Just as Rietveld's Red Blue chair is a proclamation of sitting down ("sitting
is a verb" is Rietveld's famous remark), similarly the Schröder house
is a manifestation of an enlightened and active living. (Kuper, 1992, p100)
Rietveld instead of imitating nature with ornamentation sought to establish
an interaction between house and nature. Space and material were conceived
in relation to
revealing reality; as nature and culture are fused by achieving a symbiosis
between outside and inside spatial realms. (Overy, 1988, p27) The perception
of nature
through the open transition zones provide a discernible contrasting
link; between the primary colours of the house and the assemblage of colours
of the adjacent park; the
plain smooth geometric and proportioned planes and the unstructured
organic forms. (Overy, 1988, p27)" (Full text at, http://Sander.vanZoest.com/schroder-2.html)
Context: "No one had ever looked at this little lane before this
house was built here. There was a dirty crumbling wall with weeds growing
in front of it. Over there was a small farm. It was a very rural spot,
and this sort of fitted in. It was a deserted place, where anyone who wanted
to pee just did it against this wall. It was a real piece of no-man's-land.
And we said, 'Yes, this is just right, let's build it here.' And we took
this plot of ground and made it into a place with a reality of its own.
It didn't matter what it was, so long as something was there, something
clear. And that's what it became. And that's always been my main aim: to
give to a yet unformed space, a certain meaning."
—Gerrit Rietveld. from Paul Overy, Lenneke Büller, Frank
den Oudsten, Bertus Mulder. The Rietveld Schroder House. p52.
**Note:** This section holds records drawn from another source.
//! Bucket actions: add, update, list, status, delete.

use std::path::Path;

use nsfs_model::{Bucket, VersioningStatus};
use serde_json::json;
use tracing::info;

use crate::api::ManageApi;
use crate::options::{BucketOptions, parse_options};
use crate::response::{ManageError, ManageErrorCode, ManageResponse, ResponseCode};

/// Dispatch one bucket action.
pub(crate) async fn handle(
    api: &ManageApi,
    action: &str,
    options: serde_json::Value,
) -> Result<ManageResponse, ManageError> {
    let options: BucketOptions = parse_options(options)?;
    match action {
        "add" => add(api, options).await,
        "update" => update(api, options).await,
        "list" => list(api, options).await,
        "status" => status(api, options).await,
        "delete" => delete(api, options).await,
        other => Err(ManageError::new(
            ManageErrorCode::InvalidArgument,
            format!("unknown bucket action: {other}"),
        )),
    }
}

async fn add(api: &ManageApi, options: BucketOptions) -> Result<ManageResponse, ManageError> {
    let name = require_name(&options)?;
    let owner = options.owner.as_deref().ok_or_else(|| {
        ManageError::new(ManageErrorCode::InvalidArgument, "bucket owner is required")
    })?;
    let path = options.path.as_deref().ok_or_else(|| {
        ManageError::new(ManageErrorCode::InvalidArgument, "bucket path is required")
    })?;

    let account = api.configfs().read_account(owner).await?;
    if !account.may_create_buckets() {
        return Err(ManageError::new(
            ManageErrorCode::AccessDenied,
            format!("account {owner} is not allowed to create buckets"),
        ));
    }

    let create_storage = options.should_create_underlying_storage.unwrap_or(false);
    if create_storage {
        create_bucket_storage(path, &account).await?;
    }
    if !Path::new(path).is_dir() {
        return Err(ManageError::new(
            ManageErrorCode::InvalidArgument,
            format!("bucket path does not exist: {path}"),
        ));
    }

    let mut bucket = Bucket::new(
        name.clone(),
        account.id.clone(),
        account.name.clone(),
        path.to_owned(),
    );
    bucket.should_create_underlying_storage = create_storage;
    if let Some(versioning) = options.versioning.as_deref() {
        bucket.versioning = parse_versioning(versioning)?;
    }
    bucket.tag = options.tag.clone();
    bucket.fs_backend = options.fs_backend.clone();

    api.configfs().create_bucket(&bucket).await?;
    info!(bucket = %bucket.name, owner = %account.name, "bucket created");
    Ok(ManageResponse::new(
        ResponseCode::BucketCreated,
        to_value(&bucket)?,
    ))
}

async fn update(api: &ManageApi, options: BucketOptions) -> Result<ManageResponse, ManageError> {
    let name = require_name(&options)?;
    let mut bucket = api.configfs().read_bucket(&name).await?;

    if let Some(owner) = options.owner.as_deref() {
        let account = api.configfs().read_account(owner).await?;
        bucket.owner_account = account.id;
        bucket.bucket_owner = account.name;
    }
    if let Some(path) = options.path.as_deref() {
        if !Path::new(path).is_dir() {
            return Err(ManageError::new(
                ManageErrorCode::InvalidArgument,
                format!("bucket path does not exist: {path}"),
            ));
        }
        bucket.path = path.to_owned();
    }
    if let Some(versioning) = options.versioning.as_deref() {
        bucket.versioning = parse_versioning(versioning)?;
    }
    if let Some(tag) = &options.tag {
        bucket.tag = Some(tag.clone());
    }
    if let Some(fs_backend) = &options.fs_backend {
        bucket.fs_backend = Some(fs_backend.clone());
    }

    api.configfs().update_bucket(&bucket).await?;
    info!(bucket = %name, "bucket updated");
    Ok(ManageResponse::new(
        ResponseCode::BucketUpdated,
        to_value(&bucket)?,
    ))
}

async fn list(api: &ManageApi, options: BucketOptions) -> Result<ManageResponse, ManageError> {
    let buckets: Vec<Bucket> = api
        .configfs()
        .list_buckets()
        .await?
        .into_iter()
        .filter(|bucket| {
            options
                .name
                .as_deref()
                .is_none_or(|name| bucket.name == name)
        })
        .collect();

    let reply = if options.wide.unwrap_or(false) {
        let records = buckets.iter().map(to_value).collect::<Result<Vec<_>, _>>()?;
        json!(records)
    } else {
        let names: Vec<&str> = buckets.iter().map(|b| b.name.as_str()).collect();
        json!(names)
    };
    Ok(ManageResponse::new(ResponseCode::BucketList, reply))
}

async fn status(api: &ManageApi, options: BucketOptions) -> Result<ManageResponse, ManageError> {
    let name = require_name(&options)?;
    let bucket = api.configfs().read_bucket(&name).await?;
    Ok(ManageResponse::new(
        ResponseCode::BucketStatus,
        to_value(&bucket)?,
    ))
}

async fn delete(api: &ManageApi, options: BucketOptions) -> Result<ManageResponse, ManageError> {
    let name = require_name(&options)?;
    // Fail loudly on unknown buckets; the raw delete is idempotent.
    api.configfs().read_bucket(&name).await?;
    api.configfs().delete_bucket(&name).await?;
    info!(bucket = %name, "bucket deleted");
    Ok(ManageResponse::new(
        ResponseCode::BucketDeleted,
        json!({ "name": name }),
    ))
}

/// Create the bucket's backing directory owned by the account identity.
async fn create_bucket_storage(
    path: &str,
    account: &nsfs_model::Account,
) -> Result<(), ManageError> {
    let identity = account.nsfs_account_config.identity().ok_or_else(|| {
        ManageError::new(
            ManageErrorCode::InvalidArgument,
            format!("account {} has an ambiguous identity", account.name),
        )
    })?;
    let (uid, gid) = nsfs_identity::resolve_identity(&identity).await?;

    let path_buf = std::path::PathBuf::from(path);
    tokio::task::spawn_blocking(move || {
        std::fs::create_dir_all(&path_buf).map_err(|e| {
            ManageError::with_cause(
                ManageErrorCode::Io,
                format!("failed to create bucket storage {}", path_buf.display()),
                e.to_string(),
            )
        })?;
        nix::unistd::chown(
            &path_buf,
            Some(nix::unistd::Uid::from_raw(uid)),
            Some(nix::unistd::Gid::from_raw(gid)),
        )
        .map_err(|e| {
            ManageError::with_cause(
                ManageErrorCode::Io,
                format!("failed to chown bucket storage {}", path_buf.display()),
                e.to_string(),
            )
        })
    })
    .await
    .map_err(|e| {
        ManageError::with_cause(ManageErrorCode::Io, "storage task failed", e.to_string())
    })?
}

fn parse_versioning(value: &str) -> Result<VersioningStatus, ManageError> {
    match value {
        "DISABLED" => Ok(VersioningStatus::Disabled),
        "ENABLED" => Ok(VersioningStatus::Enabled),
        "SUSPENDED" => Ok(VersioningStatus::Suspended),
        other => Err(ManageError::new(
            ManageErrorCode::InvalidArgument,
            format!("versioning must be DISABLED, ENABLED, or SUSPENDED, got {other}"),
        )),
    }
}

fn require_name(options: &BucketOptions) -> Result<String, ManageError> {
    options.name.clone().ok_or_else(|| {
        ManageError::new(ManageErrorCode::MissingIdentifier, "bucket name is required")
    })
}

fn to_value(bucket: &Bucket) -> Result<serde_json::Value, ManageError> {
    serde_json::to_value(bucket).map_err(|e| {
        ManageError::with_cause(
            ManageErrorCode::Io,
            "failed to serialize bucket",
            e.to_string(),
        )
    })
}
"...We didn't avoid older styles because they were ugly, or because
we couldn't reproduce them, but because our own times demanded their own
form, I mean, their own manifestation. It was of course extremely difficult
to achieve all this in spite of the building regulations and that's why
the interior of the downstairs part of the house is somewhat traditional,
I mean with fixed walls. But upstairs we simply called it and 'attic' and
that's where we actually made the house we wanted."
—Gerrit Rietveld. from Paul Overy, Lenneke Büller, Frank
den Oudsten, Bertus Mulder. The Rietveld Schroder House. p73.